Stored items
=== Begin Enclosure ===

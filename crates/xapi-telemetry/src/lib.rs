// Copyright 2023-Present Datadog, Inc. https://www.datadoghq.com/
// SPDX-License-Identifier: Apache-2.0

//! Telemetry forwarder for a single RoomOS device.
//!
//! The agent keeps a cached identity snapshot of the device, builds a fresh status record from the
//! device's sensors on every dispatch and POSTs both as one JSON payload to a collection endpoint.
//! Dispatches happen on a fixed interval and whenever a subscribed status or event fires. Every
//! device read and every delivery is best-effort: failures are logged and never stop the agent.

#![cfg_attr(not(test), deny(clippy::panic))]
#![cfg_attr(not(test), deny(clippy::unwrap_used))]
#![cfg_attr(not(test), deny(clippy::expect_used))]
#![cfg_attr(not(test), deny(clippy::todo))]
#![cfg_attr(not(test), deny(clippy::unimplemented))]

pub mod agent;
pub mod applier;
pub mod config;
pub mod dispatcher;
pub mod error;
pub mod identity;
pub mod scheduler;
pub mod status;
pub mod subscriptions;
pub mod transport;

pub use agent::{AgentState, TelemetryAgent};
pub use dispatcher::{Dispatcher, TelemetryEvent};
pub use error::DeliveryError;
//! `shardcache chmod` - bulk permission remediation.

use std::io::Write;

use super::dispatcher::{Command, CommandResult};
use crate::cache::CacheStore;
use crate::cli::args::ChmodArgs;
use crate::error::Result;

/// The chmod command implementation.
pub struct ChmodCommand {
    args: ChmodArgs,
}

impl ChmodCommand {
    pub fn new(args: ChmodArgs) -> Self {
        Self { args }
    }
}

impl Command for ChmodCommand {
    fn execute(&self, store: &CacheStore, out: &mut dyn Write) -> Result<CommandResult> {
        let updated = store.chmod(self.args.dir_mode, self.args.file_mode)?;
        writeln!(
            out,
            "Updated {} paths under {}",
            updated,
            store.config().actual_cache_directory().display()
        )?;
        Ok(CommandResult::success())
    }
}
//! CLI command implementations.
//!
//! Each command implements the [`Command`] trait, which provides a uniform
//! interface for executing commands and reporting results. Commands are
//! routed by [`CommandDispatcher`].

pub mod chmod;
pub mod dispatcher;
pub mod lookup;
pub mod path;
pub mod set;

pub use dispatcher::{Command, CommandDispatcher, CommandResult};
//! Configuration for the cache store.
//!
//! - Schema and builder in [`schema`]
//! - File loading in [`loader`]
//!
//! # Example
//!
//! ```
//! use shardcache::config::CacheConfig;
//!
//! let config = CacheConfig::builder()
//!     .cache_directory("cache")
//!     .actual_cache_directory("/srv/www/cache")
//!     .shard_depth(3)
//!     .build();
//!
//! assert_eq!(config.shard_depth(), 3);
//! assert_eq!(config.actual_cache_directory().to_str(), Some("/srv/www/cache"));
//! ```

pub mod loader;
pub mod schema;

pub use loader::{load_config_file, parse_config, validate};
pub use schema::{parse_mode, CacheConfig, CacheConfigBuilder};
//! Error types for shardcache operations.
//!
//! This module defines [`CacheError`], the primary error type used throughout
//! the crate, and a [`Result`] type alias for convenience.
//!
//! # Error Handling Strategy
//!
//! - Filesystem errors surface as `CacheError::Io` without retries
//! - Bad conditions are fatal to the operation that evaluates them
//! - Producer errors are never wrapped; see [`crate::cache::CacheStore::get_or_create`]

use std::path::PathBuf;
use thiserror::Error;

/// Core error type for cache operations.
#[derive(Debug, Error)]
pub enum CacheError {
    /// A condition kind that the evaluator does not know.
    #[error("Cache condition '{kind}' is not supported")]
    UnsupportedCondition { kind: String },

    /// A known condition kind with a value of the wrong shape.
    #[error("Invalid value for cache condition '{kind}': {message}")]
    InvalidConditionValue { kind: String, message: String },

    /// A key that cannot be used as a file name inside the cache root.
    #[error("Invalid cache key '{key}': {reason}")]
    InvalidKey { key: String, reason: String },

    /// A producer claimed to write the entry but left nothing behind.
    #[error("Producer reported writing {path} but no file exists there")]
    ProducerWroteNothing { path: PathBuf },

    /// Configuration file not found at expected location.
    #[error("Configuration not found: {path}")]
    ConfigNotFound { path: PathBuf },

    /// Failed to parse configuration file.
    #[error("Failed to parse config at {path}: {message}")]
    ConfigParseError { path: PathBuf, message: String },

    /// Invalid configuration structure or values.
    #[error("Invalid configuration: {message}")]
    ConfigValidationError { message: String },

    /// IO error wrapper.
    #[error("IO error: {0}")]
    Io(#[from] std::io::Error),

    /// Generic wrapped error for anyhow interop.
    #[error(transparent)]
    Other(#[from] anyhow::Error),
}

/// Result type alias for cache operations.
pub type Result<T> = std::result::Result<T, CacheError>;

#[cfg(test)]
mod tests {
    use super::*;

    #[test]
    fn unsupported_condition_displays_kind() {
        let err = CacheError::UnsupportedCondition {
            kind: "bogus".into(),
        };
        assert!(err.to_string().contains("bogus"));
    }

    #[test]
    fn invalid_condition_value_displays_kind_and_message() {
        let err = CacheError::InvalidConditionValue {
            kind: "max-age".into(),
            message: "expected seconds".into(),
        };
        let msg = err.to_string();
        assert!(msg.contains("max-age"));
        assert!(msg.contains("expected seconds"));
    }

    #[test]
    fn producer_wrote_nothing_displays_path() {
        let err = CacheError::ProducerWroteNothing {
            path: PathBuf::from("/cache/a/a.txt"),
        };
        assert!(err.to_string().contains("/cache/a/a.txt"));
    }

    #[test]
    fn config_parse_error_displays_path_and_message() {
        let err = CacheError::ConfigParseError {
            path: PathBuf::from("/cache.yml"),
            message: "invalid syntax".into(),
        };
        let msg = err.to_string();
        assert!(msg.contains("/cache.yml"));
        assert!(msg.contains("invalid syntax"));
    }

    #[test]
    fn io_error_converts_from_std() {
        let io_err = std::io::Error::new(std::io::ErrorKind::NotFound, "file missing");
        let err: CacheError = io_err.into();
        assert!(matches!(err, CacheError::Io(_)));
    }

    #[test]
    fn result_type_alias_works() {
        fn returns_error() -> Result<()> {
            Err(CacheError::InvalidKey {
                key: String::new(),
                reason: "empty".into(),
            })
        }
        assert!(returns_error().is_err());
    }
}
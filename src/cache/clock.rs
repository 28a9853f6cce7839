//! Time source for freshness checks.

use chrono::{DateTime, Duration, Utc};
use std::sync::Mutex;

/// Supplies the current time to the condition evaluator.
pub trait Clock: Send + Sync {
    /// The current instant.
    fn now(&self) -> DateTime<Utc>;
}

/// Wall-clock time.
#[derive(Debug, Default, Clone, Copy)]
pub struct SystemClock;

impl Clock for SystemClock {
    fn now(&self) -> DateTime<Utc> {
        Utc::now()
    }
}

/// A clock that only moves when told to.
///
/// Useful in tests that need an entry to age without sleeping.
#[derive(Debug)]
pub struct ManualClock {
    now: Mutex<DateTime<Utc>>,
}

impl ManualClock {
    /// Create a clock frozen at `start`.
    pub fn new(start: DateTime<Utc>) -> Self {
        Self {
            now: Mutex::new(start),
        }
    }

    /// Create a clock frozen at the current wall-clock time.
    pub fn starting_now() -> Self {
        Self::new(Utc::now())
    }

    /// Move the clock forward by `by`.
    pub fn advance(&self, by: Duration) {
        let mut now = self.now.lock().unwrap_or_else(|e| e.into_inner());
        *now += by;
    }
}

impl Clock for ManualClock {
    fn now(&self) -> DateTime<Utc> {
        *self.now.lock().unwrap_or_else(|e| e.into_inner())
    }
}

impl<C: Clock + ?Sized> Clock for std::sync::Arc<C> {
    fn now(&self) -> DateTime<Utc> {
        (**self).now()
    }
}
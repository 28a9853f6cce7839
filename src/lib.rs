//! shardcache - a filesystem-backed cache.
//!
//! Entries are files named by their cache key and spread over
//! single-character directories so no directory grows too large:
//! `helloworld.txt` lives at `h/e/l/l/o/helloworld.txt`. Lookups can require
//! an entry to be younger than a number of seconds or newer than other files,
//! and [`cache::CacheStore::get_or_create`] fills misses from a producer.
//!
//! # Modules
//!
//! - [`cache`] - Sharding, freshness conditions and the store
//! - [`cli`] - Command-line interface and argument parsing
//! - [`config`] - Store configuration and YAML loading
//! - [`error`] - Error types and result aliases
//!
//! # Example
//!
//! ```
//! use shardcache::cache::shard_path;
//!
//! assert_eq!(shard_path("helloworld.txt", 5).to_str(), Some("h/e/l/l/o/helloworld.txt"));
//! assert_eq!(shard_path("xy.txt", 5).to_str(), Some("x/y/xy.txt"));
//! ```

pub mod cache;
pub mod cli;
pub mod config;
pub mod error;

pub use error::{CacheError, Result};
//! Configuration file loading.

use crate::config::schema::CacheConfig;
use crate::error::{CacheError, Result};
use std::fs;
use std::path::Path;

/// Load a single config file and parse it into [`CacheConfig`].
///
/// # Errors
///
/// Returns `ConfigNotFound` if the file doesn't exist.
/// Returns `ConfigParseError` if the YAML is invalid.
/// Returns `ConfigValidationError` if a value is out of range.
pub fn load_config_file(path: &Path) -> Result<CacheConfig> {
    let content = fs::read_to_string(path).map_err(|e| {
        if e.kind() == std::io::ErrorKind::NotFound {
            CacheError::ConfigNotFound {
                path: path.to_path_buf(),
            }
        } else {
            CacheError::Io(e)
        }
    })?;

    parse_config(&content, path)
}

/// Parse YAML content into [`CacheConfig`].
///
/// # Arguments
///
/// * `content` - The YAML content to parse
/// * `source_path` - Path for error reporting
pub fn parse_config(content: &str, source_path: &Path) -> Result<CacheConfig> {
    let config: CacheConfig =
        serde_yaml::from_str(content).map_err(|e| CacheError::ConfigParseError {
            path: source_path.to_path_buf(),
            message: e.to_string(),
        })?;

    validate(&config)?;
    Ok(config)
}

/// Check values that the schema alone cannot rule out.
pub fn validate(config: &CacheConfig) -> Result<()> {
    if config.shard_depth() == 0 {
        return Err(CacheError::ConfigValidationError {
            message: "shard-depth must be a positive integer".to_string(),
        });
    }

    // Surface bad condition kinds at load time rather than on first lookup.
    config.default_conditions().parse()?;

    Ok(())
}
//! Configuration schema for a cache store.
//!
//! Maps to the YAML file format read by [`super::load_config_file`]:
//!
//! ```yaml
//! cache-directory: cache
//! actual-cache-directory: /var/www/cache
//! shard-depth: 5
//! default-conditions:
//!   max-age: 86400
//! directory-mode: "0755"
//! file-mode: "0644"
//! ```

use serde::{Deserialize, Deserializer, Serialize, Serializer};
use std::path::{Path, PathBuf};

use crate::cache::shard::DEFAULT_SHARD_DEPTH;
use crate::cache::ConditionSet;

/// Immutable configuration for a [`crate::cache::CacheStore`].
#[derive(Debug, Clone, PartialEq, Eq, Serialize, Deserialize)]
#[serde(default, rename_all = "kebab-case")]
pub struct CacheConfig {
    /// Root reported to callers, e.g. when building URLs.
    cache_directory: PathBuf,

    /// Root actually used on disk. Falls back to `cache_directory`.
    #[serde(skip_serializing_if = "Option::is_none")]
    actual_cache_directory: Option<PathBuf>,

    /// Number of single-character directory levels.
    shard_depth: usize,

    /// Conditions applied to every lookup unless overridden per call.
    #[serde(skip_serializing_if = "ConditionSet::is_empty")]
    default_conditions: ConditionSet,

    /// Permission bits for created directories.
    #[serde(
        skip_serializing_if = "Option::is_none",
        serialize_with = "serialize_mode",
        deserialize_with = "deserialize_mode"
    )]
    directory_mode: Option<u32>,

    /// Permission bits applied to written entries.
    #[serde(
        skip_serializing_if = "Option::is_none",
        serialize_with = "serialize_mode",
        deserialize_with = "deserialize_mode"
    )]
    file_mode: Option<u32>,
}

impl Default for CacheConfig {
    fn default() -> Self {
        Self {
            cache_directory: PathBuf::from("cache"),
            actual_cache_directory: None,
            shard_depth: DEFAULT_SHARD_DEPTH,
            default_conditions: ConditionSet::new(),
            directory_mode: None,
            file_mode: None,
        }
    }
}

impl CacheConfig {
    pub fn builder() -> CacheConfigBuilder {
        CacheConfigBuilder::default()
    }

    /// Start a builder from this configuration, for layering overrides.
    pub fn to_builder(&self) -> CacheConfigBuilder {
        CacheConfigBuilder {
            config: self.clone(),
        }
    }

    pub fn cache_directory(&self) -> &Path {
        &self.cache_directory
    }

    pub fn actual_cache_directory(&self) -> &Path {
        self.actual_cache_directory
            .as_deref()
            .unwrap_or(&self.cache_directory)
    }

    pub fn shard_depth(&self) -> usize {
        self.shard_depth
    }

    pub fn default_conditions(&self) -> &ConditionSet {
        &self.default_conditions
    }

    pub fn directory_mode(&self) -> Option<u32> {
        self.directory_mode
    }

    pub fn file_mode(&self) -> Option<u32> {
        self.file_mode
    }
}

/// Builds a [`CacheConfig`].
#[derive(Debug, Clone, Default)]
pub struct CacheConfigBuilder {
    config: CacheConfig,
}

impl CacheConfigBuilder {
    pub fn cache_directory(mut self, dir: impl Into<PathBuf>) -> Self {
        self.config.cache_directory = dir.into();
        self
    }

    pub fn actual_cache_directory(mut self, dir: impl Into<PathBuf>) -> Self {
        self.config.actual_cache_directory = Some(dir.into());
        self
    }

    /// Set the shard depth. Non-positive values are ignored and the
    /// previous depth is kept.
    pub fn shard_depth(mut self, depth: i64) -> Self {
        match usize::try_from(depth) {
            Ok(depth) if depth > 0 => self.config.shard_depth = depth,
            _ => tracing::warn!(
                "Ignoring shard depth {}, keeping {}",
                depth,
                self.config.shard_depth
            ),
        }
        self
    }

    pub fn default_conditions(mut self, conditions: ConditionSet) -> Self {
        self.config.default_conditions = conditions;
        self
    }

    pub fn directory_mode(mut self, mode: u32) -> Self {
        self.config.directory_mode = Some(mode);
        self
    }

    pub fn file_mode(mut self, mode: u32) -> Self {
        self.config.file_mode = Some(mode);
        self
    }

    pub fn build(self) -> CacheConfig {
        self.config
    }
}

/// Parse octal permission bits such as `755`, `0755` or `0o755`.
pub fn parse_mode(raw: &str) -> Option<u32> {
    let raw = raw.trim();
    let digits = raw.strip_prefix("0o").unwrap_or(raw);
    if digits.is_empty() {
        return None;
    }
    u32::from_str_radix(digits, 8)
        .ok()
        .filter(|mode| *mode <= 0o7777)
}

fn serialize_mode<S: Serializer>(mode: &Option<u32>, serializer: S) -> Result<S::Ok, S::Error> {
    match mode {
        Some(mode) => serializer.serialize_str(&format!("{:04o}", mode)),
        None => serializer.serialize_none(),
    }
}

fn deserialize_mode<'de, D: Deserializer<'de>>(deserializer: D) -> Result<Option<u32>, D::Error> {
    let raw: Option<String> = Option::deserialize(deserializer)?;
    raw.map(|raw| {
        parse_mode(&raw).ok_or_else(|| {
            serde::de::Error::custom(format!("invalid permission mode '{}'", raw))
        })
    })
    .transpose()
}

=== End Enclosure ===

**WHAT YOU SHOULD DO**: Using the data above, reproduce exactly the lines between those holding "that evaluates them" and "left nothing behind.", inclusive, and no others.

**YOUR RESPONSE**:
//! - Bad conditions are fatal to the operation that evaluates them
//! - Producer errors are never wrapped; see [`crate::cache::CacheStore::get_or_create`]

use std::path::PathBuf;
use thiserror::Error;

/// Core error type for cache operations.
#[derive(Debug, Error)]
pub enum CacheError {
    /// A condition kind that the evaluator does not know.
    #[error("Cache condition '{kind}' is not supported")]
    UnsupportedCondition { kind: String },

    /// A known condition kind with a value of the wrong shape.
    #[error("Invalid value for cache condition '{kind}': {message}")]
    InvalidConditionValue { kind: String, message: String },

    /// A key that cannot be used as a file name inside the cache root.
    #[error("Invalid cache key '{key}': {reason}")]
    InvalidKey { key: String, reason: String },

    /// A producer claimed to write the entry but left nothing behind.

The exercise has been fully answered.